▸ Task description:
All of the data that appears below is to be given again precisely as written.

Stored data entries
◇ ◇ ◇ ◇ ◇ ◇ ◇

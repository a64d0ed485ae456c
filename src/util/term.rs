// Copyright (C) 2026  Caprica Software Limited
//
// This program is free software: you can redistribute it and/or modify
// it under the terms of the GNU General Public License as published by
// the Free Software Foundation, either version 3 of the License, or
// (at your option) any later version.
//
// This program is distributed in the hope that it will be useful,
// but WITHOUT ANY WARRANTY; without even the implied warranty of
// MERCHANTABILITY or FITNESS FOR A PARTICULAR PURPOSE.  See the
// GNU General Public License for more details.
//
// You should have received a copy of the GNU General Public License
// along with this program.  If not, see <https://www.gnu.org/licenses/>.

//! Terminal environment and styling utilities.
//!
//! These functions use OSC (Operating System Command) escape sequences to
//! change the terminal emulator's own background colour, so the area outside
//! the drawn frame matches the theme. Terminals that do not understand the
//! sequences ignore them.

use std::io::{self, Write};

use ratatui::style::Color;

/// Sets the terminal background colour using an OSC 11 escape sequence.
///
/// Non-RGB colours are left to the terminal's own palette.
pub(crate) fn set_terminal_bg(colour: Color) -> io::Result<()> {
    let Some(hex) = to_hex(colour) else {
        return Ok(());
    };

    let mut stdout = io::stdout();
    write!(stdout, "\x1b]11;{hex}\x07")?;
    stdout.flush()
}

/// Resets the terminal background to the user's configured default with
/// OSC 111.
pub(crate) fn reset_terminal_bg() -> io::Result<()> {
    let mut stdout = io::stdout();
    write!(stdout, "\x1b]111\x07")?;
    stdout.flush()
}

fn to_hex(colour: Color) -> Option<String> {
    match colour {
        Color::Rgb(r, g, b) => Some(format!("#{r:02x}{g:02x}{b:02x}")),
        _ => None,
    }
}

◇ ◇ ◇ ◇ ◇ ◇ ◇

▸ Answer area:
repository a64d0ed485ae456c
filename src/util/term.rs
// Copyright (C) 2026  Caprica Software Limited
//
// This program is free software: you can redistribute it and/or modify
// it under the terms of the GNU General Public License as published by
// the Free Software Foundation, either version 3 of the License, or
// (at your option) any later version.
//
// This program is distributed in the hope that it will be useful,
// but WITHOUT ANY WARRANTY; without even the implied warranty of
// MERCHANTABILITY or FITNESS FOR A PARTICULAR PURPOSE.  See the
// GNU General Public License for more details.
//
// You should have received a copy of the GNU General Public License
// along with this program.  If not, see <https://www.gnu.org/licenses/>.

//! Terminal environment and styling utilities.
//!
//! These functions use OSC (Operating System Command) escape sequences to
//! change the terminal emulator's own background colour, so the area outside
//! the drawn frame matches the theme. Terminals that do not understand the
//! sequences ignore them.

use std::io::{self, Write};

use ratatui::style::Color;

/// Sets the terminal background colour using an OSC 11 escape sequence.
///
/// Non-RGB colours are left to the terminal's own palette.
pub(crate) fn set_terminal_bg(colour: Color) -> io::Result<()> {
    let Some(hex) = to_hex(colour) else {
        return Ok(());
    };

    let mut stdout = io::stdout();
    write!(stdout, "\x1b]11;{hex}\x07")?;
    stdout.flush()
}

/// Resets the terminal background to the user's configured default with
/// OSC 111.
pub(crate) fn reset_terminal_bg() -> io::Result<()> {
    let mut stdout = io::stdout();
    write!(stdout, "\x1b]111\x07")?;
    stdout.flush()
}

fn to_hex(colour: Color) -> Option<String> {
    match colour {
        Color::Rgb(r, g, b) => Some(format!("#{r:02x}{g:02x}{b:02x}")),
        _ => None,
    }
}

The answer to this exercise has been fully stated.